She gave a weak nod, water still dripping from her hair.
“Great. Because we’re still racing you know,” he reminded them.
Gregor and Sienna helped Morra to her feet as the rest of the team returned to their places. Morra pulled away and took her oar.
“Morra – what are you doing?” Kara asked, astonished.
“Rowing,” she replied from her seat, her face pale, yet determined.
“No, you nearly died, you need to rest.”
Earth worshippers were known to be stubborn but this was ridiculous.
“And you healed me,” Morra said simply.
Kara sat reluctantly, oar in hand. Behind her, Sebastian’s breath was still coming too hard, too fast. She turned to him briefly. His hand shook against the oar. Only once.
“What?” he asked.
You could have died.
“Nothing.” She pulled her gaze forward.
“Ready?” Jax asked.
“Ready!” they called in unison.
The boat moved forward – not smoothly, but with purpose. And for a few moments, they were the only sound on the river. The splashing of oars, the hiss of spray.
Then Kara heard it. A low, distant roar. “Do you hear that?” she asked.
“I was hoping it was wind,” Gregor muttered.
“It’s not,” Jax said, his voice tight. “It sounds like a waterfall.”
“A waterfall? Since when was there a waterfall in this river?!” Oryen demanded.
“Since now,” Jax answered grimly.
The roar grew louder, the river narrowing again into a fast, accelerating chute. They couldn’t see the edge – only mist and frothing white ahead.
“Hold on,” Jax barked. “Whatever happens. Keep yourselves in this boat.”
The current tugged harder. Sienna’s hands lit with violet light, soothing pulses of calm spreading out across them. Morra stood, hands outstretched, vivid yellow light winding from them, towards the trees on the riverbank.
“Give me room,” she ordered.
Vines snaked from the riverside – branches coiling around their boat like living things, binding around the sides. She curled her hands to fists and the wood groaned – then the vines settled, making the boat firmer, stronger.
Jax nodded his approval. “That might keep us together.”

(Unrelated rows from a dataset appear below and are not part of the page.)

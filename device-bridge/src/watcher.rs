//! Bus Name Watcher
//!
//! Follows ownership of a backend's well-known bus name and reports
//! `Appeared` / `Vanished` transitions. The watcher guarantees strict
//! alternation: callers never see two `Appeared` without a `Vanished` in
//! between, or the other way round.
//!
//! A failing bus connection is reported the same way as an exiting backend:
//! if the name was owned, a final `Vanished` is delivered before the event
//! stream ends.

use crate::Result;
use futures::stream::{Stream, StreamExt};
use tokio::sync::mpsc;
use tokio::task::JoinHandle;
use tracing::{debug, info, warn};
use zbus::names::{BusName, UniqueName};
use zbus::Connection;

/// Unique bus name of the process owning the watched name
pub type OwnerHandle = String;

/// Ownership transition of the watched name
#[derive(Debug, Clone, PartialEq, Eq)]
pub enum NameEvent {
    Appeared { owner: OwnerHandle },
    Vanished,
}

/// Folds raw ownership notifications into alternating events
#[derive(Debug, Default)]
pub struct OwnerTracker {
    owner: Option<OwnerHandle>,
}

impl OwnerTracker {
    pub fn owner(&self) -> Option<&str> {
        self.owner.as_deref()
    }

    /// Record the current owner (`None` when the name is unowned)
    ///
    /// A direct hand-over from one owner to another yields `Vanished`
    /// followed by `Appeared`.
    pub fn observe(&mut self, new_owner: Option<OwnerHandle>) -> Vec<NameEvent> {
        let new_owner = new_owner.filter(|owner| !owner.is_empty());

        match (self.owner.take(), new_owner) {
            (None, None) => Vec::new(),
            (None, Some(owner)) => {
                self.owner = Some(owner.clone());
                vec![NameEvent::Appeared { owner }]
            }
            (Some(_), None) => vec![NameEvent::Vanished],
            (Some(old), Some(owner)) if old == owner => {
                self.owner = Some(old);
                Vec::new()
            }
            (Some(_), Some(owner)) => {
                self.owner = Some(owner.clone());
                vec![NameEvent::Vanished, NameEvent::Appeared { owner }]
            }
        }
    }

    /// The ownership source is gone; treat the name as unowned
    pub fn source_lost(&mut self) -> Option<NameEvent> {
        self.owner.take().map(|_| NameEvent::Vanished)
    }
}

/// Subscription to ownership changes of one well-known name
pub struct BusNameWatcher {
    name: String,
    events: mpsc::UnboundedReceiver<NameEvent>,
    task: Option<JoinHandle<()>>,
    closed: bool,
}

impl BusNameWatcher {
    /// Watch `name` on the given bus connection
    pub async fn watch(connection: &Connection, name: &str) -> Result<Self> {
        let dbus = zbus::fdo::DBusProxy::new(connection).await?;

        // Subscribe before querying so no change between the two is lost
        let changes = dbus.receive_name_owner_changed_with_args(&[(0, name)]).await?;

        let bus_name = BusName::try_from(name).map_err(zbus::Error::from)?;
        let initial = match dbus.get_name_owner(bus_name).await {
            Ok(owner) => Some(owner.to_string()),
            Err(zbus::fdo::Error::NameHasNoOwner(_)) => None,
            Err(e) => return Err(e.into()),
        };

        let changes = changes.filter_map(|signal| async move {
            match signal.args() {
                Ok(args) => {
                    let new_owner: &Option<UniqueName<'_>> = args.new_owner();
                    Some(new_owner.as_ref().map(|owner| owner.to_string()))
                }
                Err(e) => {
                    warn!("Ignoring undecodable NameOwnerChanged: {}", e);
                    None
                }
            }
        });

        info!("Watching bus name {}", name);
        Ok(Self::from_owner_changes(name, initial, changes))
    }

    /// Build a watcher over an arbitrary source of owner changes
    ///
    /// `initial` is the owner at subscription time; each item of `changes`
    /// is the new owner after a change. The end of `changes` counts as loss
    /// of the bus.
    pub fn from_owner_changes<S>(name: &str, initial: Option<OwnerHandle>, changes: S) -> Self
    where
        S: Stream<Item = Option<OwnerHandle>> + Send + 'static,
    {
        let (tx, events) = mpsc::unbounded_channel();
        let watched = name.to_string();

        let task = tokio::spawn(async move {
            let mut tracker = OwnerTracker::default();
            let mut changes = Box::pin(changes);

            let mut pending = tracker.observe(initial);
            loop {
                for event in pending.drain(..) {
                    debug!("{}: {:?}", watched, event);
                    if tx.send(event).is_err() {
                        return;
                    }
                }

                match changes.next().await {
                    Some(owner) => pending = tracker.observe(owner),
                    None => break,
                }
            }

            warn!("Ownership stream for {} ended", watched);
            if let Some(event) = tracker.source_lost() {
                let _ = tx.send(event);
            }
        });

        Self {
            name: name.to_string(),
            events,
            task: Some(task),
            closed: false,
        }
    }

    pub fn name(&self) -> &str {
        &self.name
    }

    /// Next ownership event; `None` once unwatched or the source has ended
    pub async fn next(&mut self) -> Option<NameEvent> {
        if self.closed {
            return None;
        }
        self.events.recv().await
    }

    /// Stop delivery; events already queued are dropped
    pub fn unwatch(&mut self) {
        if self.closed {
            return;
        }
        self.closed = true;
        self.events.close();
        if let Some(task) = self.task.take() {
            task.abort();
        }
        debug!("Stopped watching bus name {}", self.name);
    }
}

impl Drop for BusNameWatcher {
    fn drop(&mut self) {
        if let Some(task) = self.task.take() {
            task.abort();
        }
    }
}
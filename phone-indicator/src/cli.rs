//! Command Line Interface and Logging

use anyhow::{Context, Result};
use clap::{Parser, Subcommand, ValueEnum};
use device_bridge::BackendKind;
use std::path::PathBuf;
use std::time::Duration;
use tracing::debug;
use tracing_subscriber::{fmt, EnvFilter};

/// Phone indicator command-line interface
#[derive(Parser, Debug)]
#[command(name = "phone-indicator")]
#[command(about = "Show KDE Connect / MConnect device state in the terminal", long_about = None)]
#[command(version)]
pub struct Cli {
    /// Configuration file (default: $XDG_CONFIG_HOME/phone-indicator/config.toml)
    #[arg(short, long, value_name = "PATH")]
    pub config: Option<PathBuf>,

    /// Backend to use instead of the configured one
    #[arg(short, long, value_enum)]
    pub backend: Option<BackendArg>,

    /// Enable debug logging
    #[arg(short, long)]
    pub verbose: bool,

    /// Enable JSON structured logging
    #[arg(long)]
    pub json_logs: bool,

    /// Seconds one-shot commands wait for the service and device
    #[arg(short, long, value_name = "SECONDS", default_value = "5")]
    pub timeout: u64,

    #[command(subcommand)]
    pub command: Option<Command>,
}

impl Cli {
    pub fn timeout(&self) -> Duration {
        Duration::from_secs(self.timeout)
    }

    pub fn command(&self) -> Command {
        self.command.clone().unwrap_or(Command::Watch)
    }
}

#[derive(Subcommand, Debug, Clone, PartialEq, Eq)]
pub enum Command {
    /// Print device state changes until interrupted (default)
    Watch,

    /// List devices once the service is up
    List,

    /// Ring a device
    Find {
        /// Device id or name
        device: String,
    },

    /// Toggle trust: unpair a trusted device, request pairing otherwise
    Trust {
        /// Device id or name
        device: String,
    },

    /// Open the SMS composer for a device
    Sms {
        /// Device id or name
        device: String,

        /// Phone number or contact to prefill
        recipient: Option<String>,
    },

    /// Open the backend's settings application
    Settings,
}

/// Backend names accepted on the command line
#[derive(ValueEnum, Debug, Clone, Copy, PartialEq, Eq)]
pub enum BackendArg {
    Kdeconnect,
    Mconnect,
}

impl From<BackendArg> for BackendKind {
    fn from(arg: BackendArg) -> Self {
        match arg {
            BackendArg::Kdeconnect => BackendKind::KdeConnect,
            BackendArg::Mconnect => BackendKind::MConnect,
        }
    }
}

/// Initialize logging to stderr; `RUST_LOG` takes precedence over `--verbose`
pub fn init_logging(cli: &Cli) -> Result<()> {
    let level = if cli.verbose { "debug" } else { "info" };

    let filter = EnvFilter::try_from_default_env()
        .or_else(|_| EnvFilter::try_new(level))
        .context("Failed to create log filter")?;

    let subscriber = fmt()
        .with_env_filter(filter)
        .with_writer(std::io::stderr)
        .with_target(false);

    if cli.json_logs {
        subscriber.json().init();
    } else {
        subscriber.init();
    }

    debug!("Logging initialized: level={}, json={}", level, cli.json_logs);
    Ok(())
}
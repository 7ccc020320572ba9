//! Device Bridge Abstraction
//!
//! A device bridge is the external daemon (KDE Connect or MConnect) that
//! talks to the phone and exposes its devices over D-Bus. Sessions and
//! device proxies only see the `DeviceBridge` trait, so both backends share
//! one implementation of the session logic.
//!
//! ## Signals
//!
//! `subscribe` yields the backend's notifications already mapped onto
//! device ids and property groups:
//!
//! - `DeviceAdded` / `DeviceRemoved` - the device set changed
//! - `PropertyChanged` - one group changed; the payload is included when the
//!   backend sends the new values alongside the signal, otherwise the proxy
//!   reads the group back

pub mod kdeconnect;
pub mod mconnect;

use crate::device::{DeviceId, GroupPayload, PropertyGroup};
use crate::watcher::OwnerHandle;
use crate::{BridgeError, Result};
use async_trait::async_trait;
use futures::stream::BoxStream;
use serde::{Deserialize, Serialize};
use std::fmt;
use std::sync::Arc;
use zbus::Connection;

pub use kdeconnect::KdeConnectBridge;
pub use mconnect::MConnectBridge;

/// Supported backend daemons
#[derive(Debug, Clone, Copy, PartialEq, Eq, Default, Serialize, Deserialize)]
pub enum BackendKind {
    #[default]
    #[serde(rename = "kdeconnect")]
    KdeConnect,
    #[serde(rename = "mconnect")]
    MConnect,
}

const KDECONNECT_SETTINGS: &[&str] = &["kdeconnect-settings"];

impl BackendKind {
    /// Well-known bus name owned by the daemon
    pub fn bus_name(&self) -> &'static str {
        match self {
            BackendKind::KdeConnect => kdeconnect::BUS_NAME,
            BackendKind::MConnect => mconnect::BUS_NAME,
        }
    }

    /// Command line that starts the daemon
    pub fn daemon_command(&self) -> &'static [&'static str] {
        match self {
            BackendKind::KdeConnect => &["kdeconnectd"],
            BackendKind::MConnect => &["mconnect", "-d"],
        }
    }

    /// Settings application shipped with the backend, if any
    pub fn settings_command(&self) -> Option<&'static [&'static str]> {
        match self {
            BackendKind::KdeConnect => Some(KDECONNECT_SETTINGS),
            BackendKind::MConnect => None,
        }
    }

    pub fn display_name(&self) -> &'static str {
        match self {
            BackendKind::KdeConnect => "KDE Connect",
            BackendKind::MConnect => "MConnect",
        }
    }
}

impl fmt::Display for BackendKind {
    fn fmt(&self, f: &mut fmt::Formatter<'_>) -> fmt::Result {
        f.write_str(self.display_name())
    }
}

/// Notification emitted by a bridge service
#[derive(Debug, Clone, PartialEq, Eq)]
pub enum BridgeSignal {
    DeviceAdded(DeviceId),
    DeviceRemoved(DeviceId),
    PropertyChanged {
        device_id: DeviceId,
        group: PropertyGroup,
        payload: Option<GroupPayload>,
    },
}

impl BridgeSignal {
    pub fn device_id(&self) -> &str {
        match self {
            BridgeSignal::DeviceAdded(id) | BridgeSignal::DeviceRemoved(id) => id,
            BridgeSignal::PropertyChanged { device_id, .. } => device_id,
        }
    }
}

/// Stream of bridge notifications for one session
pub type SignalStream = BoxStream<'static, BridgeSignal>;

/// IPC capability of one running bridge service
#[async_trait]
pub trait DeviceBridge: Send + Sync {
    fn kind(&self) -> BackendKind;

    /// Subscribe to device set and property notifications
    ///
    /// The stream ends when the bus connection is lost.
    async fn subscribe(&self) -> Result<SignalStream>;

    /// Identifiers of all devices known to the service
    async fn list_devices(&self) -> Result<Vec<DeviceId>>;

    /// Read one property group of a device
    async fn read_group(&self, device_id: &str, group: PropertyGroup) -> Result<GroupPayload>;

    /// Ask the service to pair with / trust the device
    async fn request_trust(&self, device_id: &str) -> Result<()>;

    /// Unpair / distrust the device
    async fn revoke_trust(&self, device_id: &str) -> Result<()>;

    /// Make the device ring
    async fn find_device(&self, device_id: &str) -> Result<()>;

    /// Open a message composer for the device, addressed to the hint if the
    /// backend supports it
    async fn send_message(&self, device_id: &str, recipient_hint: &str) -> Result<()>;
}

/// Map a property read failure; undecodable values are malformed payloads
pub(crate) fn read_error(device_id: &str, group: PropertyGroup, error: zbus::Error) -> BridgeError {
    match error {
        zbus::Error::Variant(e) => BridgeError::malformed(device_id, group, e.to_string()),
        other => other.into(),
    }
}

/// Builds a bridge bound to the owner of a freshly appeared service
#[async_trait]
pub trait BridgeConnector: Send + Sync {
    fn kind(&self) -> BackendKind;

    async fn connect(&self, owner: &OwnerHandle) -> Result<Arc<dyn DeviceBridge>>;
}

/// Connector for the zbus backends on a shared connection
#[derive(Clone)]
pub struct ZbusConnector {
    connection: Connection,
    kind: BackendKind,
}

impl ZbusConnector {
    pub fn new(connection: Connection, kind: BackendKind) -> Self {
        Self { connection, kind }
    }

    pub fn connection(&self) -> &Connection {
        &self.connection
    }
}

#[async_trait]
impl BridgeConnector for ZbusConnector {
    fn kind(&self) -> BackendKind {
        self.kind
    }

    async fn connect(&self, owner: &OwnerHandle) -> Result<Arc<dyn DeviceBridge>> {
        let bridge: Arc<dyn DeviceBridge> = match self.kind {
            BackendKind::KdeConnect => {
                Arc::new(KdeConnectBridge::new(self.connection.clone(), owner.clone()))
            }
            BackendKind::MConnect => {
                Arc::new(MConnectBridge::new(self.connection.clone(), owner.clone()))
            }
        };
        Ok(bridge)
    }
}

Another jerk of the boat threw Morra into Kara. She fell back – straight into Sebastian. He reached out to stop her from falling, his hand gripping around her wrist. The moment his fingers made contact with her bare skin, everything changed.
Power surged through her.
Not hers. His.
Crimson heat flooded her veins like wildfire, quick and electric and utterly foreign. It didn’t ask permission. It poured into her, twining with her own magic like it knew the way exactly. Kara gasped. Her heart stuttered, skipped, then beat twice as fast. Her emerald light flared instinctively in response, reaching towards his crimson without her meaning to, without any command at all. For one breathless second, their magic wasn’t just touching – it was merging. She could feel his strength, his speed, the raw force he carried.